Para o sociólogo e cientista político Eduardo Graeff - secretário-geral da Presidência da República no governo Fernando Henrique Cardoso e filiado ao PSDB - , a pesquisa ´é mais um abaixo assinado´ do que um plebiscito porque ´não foi neutro e induz a opinião dos consultados´.

A declaração do presidente Lula de que o governo não pretende rever a venda da Vale, apesar do apoio do PT ao plebiscito, provocou surpresa nos movimentos sociais. ´O posicionamento do presidente Lula foi uma reação que não esperávamos´, diz Julio Turra, da CUT. ´No último congresso da CUT, em 2006, Lula foi explícito ao adotar uma resolução pela anulação do leilão da Vale´, rebate o sindicalista.

A privatização da companhia é questionada por 107 ações de pessoas físicas na Justiça, das quais 62 foram reabertas em 2005. A Vale foi vendida por R$ 3,3 bilhões, mas segundo o comitê da campanha, foi avaliada na época em mais de US$ 100 bilhões. Outra irregularidade seria a participação do Banco Bradesco, um dos compradores da companhia, do consórcio que avaliou a empresa e elaborou o edital do leilão. A prática, segundo os movimentos sociais, é proibida pela Lei de Licitações.

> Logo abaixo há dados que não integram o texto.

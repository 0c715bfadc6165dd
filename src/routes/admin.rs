//! Admin endpoints
//!
//! Operator controls over the in-memory routing table. Guarded by
//! `admin_middleware`; absent when no admin key is configured.

use std::sync::Arc;

use axum::{
    extract::{Path, State},
    Json,
};
use serde::Serialize;
use tracing::{info, warn};

use crate::{
    channel::ChannelId,
    error::{AppError, AppResult},
    relay::{events, ChannelDisabler},
    AppState,
};

#[derive(Debug, Serialize)]
pub struct ReloadResponse {
    pub channels: usize,
}

#[derive(Debug, Serialize)]
pub struct ChannelStateResponse {
    pub id: ChannelId,
    pub enabled: bool,
    /// Whether the control plane recorded the change
    #[serde(skip_serializing_if = "Option::is_none")]
    pub persisted: Option<bool>,
}

#[derive(Debug, Serialize)]
pub struct GroupModelsResponse {
    pub group: String,
    pub models: Vec<String>,
}

#[derive(Debug, Serialize)]
pub struct AvailabilityResponse {
    pub group: String,
    /// Requested model
    pub model: String,
    /// Table entry the model resolved to
    pub matched_model: String,
    pub available: usize,
}

/// Rebuild the routing table from the control plane
pub async fn reload_channels(State(state): State<Arc<AppState>>) -> AppResult<Json<ReloadResponse>> {
    let channels = state.registry.load().await?;
    info!(channels, "Routing table reloaded by operator");
    Ok(Json(ReloadResponse { channels }))
}

pub async fn enable_channel(
    State(state): State<Arc<AppState>>,
    Path(id): Path<ChannelId>,
) -> AppResult<Json<ChannelStateResponse>> {
    if !state.registry.enable(id) {
        return Err(AppError::NotFound(format!("channel {}", id)));
    }
    info!(channel_id = id, "Channel enabled by operator");
    Ok(Json(ChannelStateResponse {
        id,
        enabled: true,
        persisted: None,
    }))
}

/// Disable a channel locally, then record it with the control plane
pub async fn disable_channel(
    State(state): State<Arc<AppState>>,
    Path(id): Path<ChannelId>,
) -> AppResult<Json<ChannelStateResponse>> {
    let channel = state
        .registry
        .channel(id)
        .ok_or_else(|| AppError::NotFound(format!("channel {}", id)))?;

    state.registry.disable(id);
    events::channel_disabled(id, &channel.name, channel.channel_type, 0, "disabled by operator", false);

    let persisted = match state
        .control
        .disable_channel(id, &channel.name, "disabled by operator", false)
        .await
    {
        Ok(()) => true,
        Err(e) => {
            warn!(channel_id = id, error = %e, "Control plane did not record the disable");
            false
        }
    };

    Ok(Json(ChannelStateResponse {
        id,
        enabled: false,
        persisted: Some(persisted),
    }))
}

pub async fn group_models(
    State(state): State<Arc<AppState>>,
    Path(group): Path<String>,
) -> Json<GroupModelsResponse> {
    let models = state.registry.group_models(&group);
    Json(GroupModelsResponse { group, models })
}

/// Channels that could serve the model right now
pub async fn available_channels(
    State(state): State<Arc<AppState>>,
    Path((group, model)): Path<(String, String)>,
) -> AppResult<Json<AvailabilityResponse>> {
    let matched_model = state
        .registry
        .matched_model_name(&group, &model)
        .map_err(|e| AppError::NotFound(e.to_string()))?;
    let available = state
        .registry
        .count_available_channels(&group, &matched_model, &[]);

    Ok(Json(AvailabilityResponse {
        group,
        model,
        matched_model,
        available,
    }))
}
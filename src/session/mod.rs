//! Session affinity
//!
//! A request that belongs to a recognisable client session should keep
//! landing on the channel that served it before. Recognition is per channel
//! type: each session-affine type registers a `SessionKeyDeriver`, and a type
//! without one never gets affinity.

pub mod fingerprint;
pub mod sticky;

use std::collections::HashMap;
use std::sync::Arc;

use axum::http::HeaderMap;
use serde_json::Value;

use crate::channel::ChannelType;

pub use self::fingerprint::{ClaudeCodeSession, CodexSession, GeminiCliSession};
pub use self::sticky::StickySessionManager;

/// Request attributes available to fingerprint strategies
#[derive(Debug, Clone, Default)]
pub struct SessionContext {
    /// Parsed request body
    pub body: Option<Arc<Value>>,
    pub user_agent: Option<String>,
    pub client_ip: Option<String>,
    /// Caller's API token
    pub api_key: String,
    /// `session_id` header, else `x-session-id`
    pub session_header: Option<String>,
}

impl SessionContext {
    /// Collect session attributes from an inbound request
    pub fn from_request(
        headers: &HeaderMap,
        client_ip: Option<String>,
        api_key: &str,
        body: Arc<Value>,
    ) -> Self {
        let header = |name: &str| {
            headers
                .get(name)
                .and_then(|v| v.to_str().ok())
                .filter(|v| !v.is_empty())
                .map(str::to_string)
        };

        // Proxies put the original client first in X-Forwarded-For
        let forwarded = header("x-forwarded-for")
            .and_then(|v| v.split(',').next().map(|s| s.trim().to_string()))
            .filter(|v| !v.is_empty());

        Self {
            body: Some(body),
            user_agent: header("user-agent"),
            client_ip: forwarded.or_else(|| header("x-real-ip")).or(client_ip),
            api_key: api_key.to_string(),
            session_header: header("session_id").or_else(|| header("x-session-id")),
        }
    }
}

/// Capability: derive a stable session key from a request
pub trait SessionKeyDeriver: Send + Sync {
    fn derive_session_key(&self, ctx: &SessionContext) -> Option<String>;
}

/// Type-keyed deriver table
#[derive(Clone, Default)]
pub struct SessionKeyRegistry {
    derivers: HashMap<ChannelType, Arc<dyn SessionKeyDeriver>>,
}

impl SessionKeyRegistry {
    /// Registry with no session-affine types
    pub fn empty() -> Self {
        Self::default()
    }

    /// Registry with the built-in strategies
    pub fn with_defaults() -> Self {
        let mut registry = Self::empty();
        registry.register(ChannelType::ClaudeCode, Arc::new(ClaudeCodeSession));
        registry.register(ChannelType::GeminiCli, Arc::new(GeminiCliSession));
        registry.register(ChannelType::Codex, Arc::new(CodexSession));
        registry
    }

    pub fn register(&mut self, channel_type: ChannelType, deriver: Arc<dyn SessionKeyDeriver>) {
        self.derivers.insert(channel_type, deriver);
    }

    /// Whether the channel type participates in sticky sessions
    pub fn is_affine(&self, channel_type: ChannelType) -> bool {
        self.derivers.contains_key(&channel_type)
    }

    /// Session key for the request under the given channel type
    pub fn derive(&self, channel_type: ChannelType, ctx: &SessionContext) -> Option<String> {
        self.derivers
            .get(&channel_type)
            .and_then(|d| d.derive_session_key(ctx))
    }
}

O comitê também questiona o empréstimo feito pelo Banco Nacional de Desenvolvimento Econômico e Social (BNDES) aos compradores. Outro procedimento ilegal teria sido a sonegação de documentos em língua inglesa.

Maior produtora mundial de ferro, presente nos cinco continentes, a Vale atua em 14 estados e opera 9 mil quilômetros de estrada de ferro e dez portos. Mais de 50% da empresa está nas mãos do consórcio vencedor do leilão. Desse total, 21% pertencem ao Bradesco, 18%, a um grupo japonês, e pouco mais de 11%, ao BNDES. O restante são ações negociadas nas bolsas de valores.

As informações são da Agência Brasil.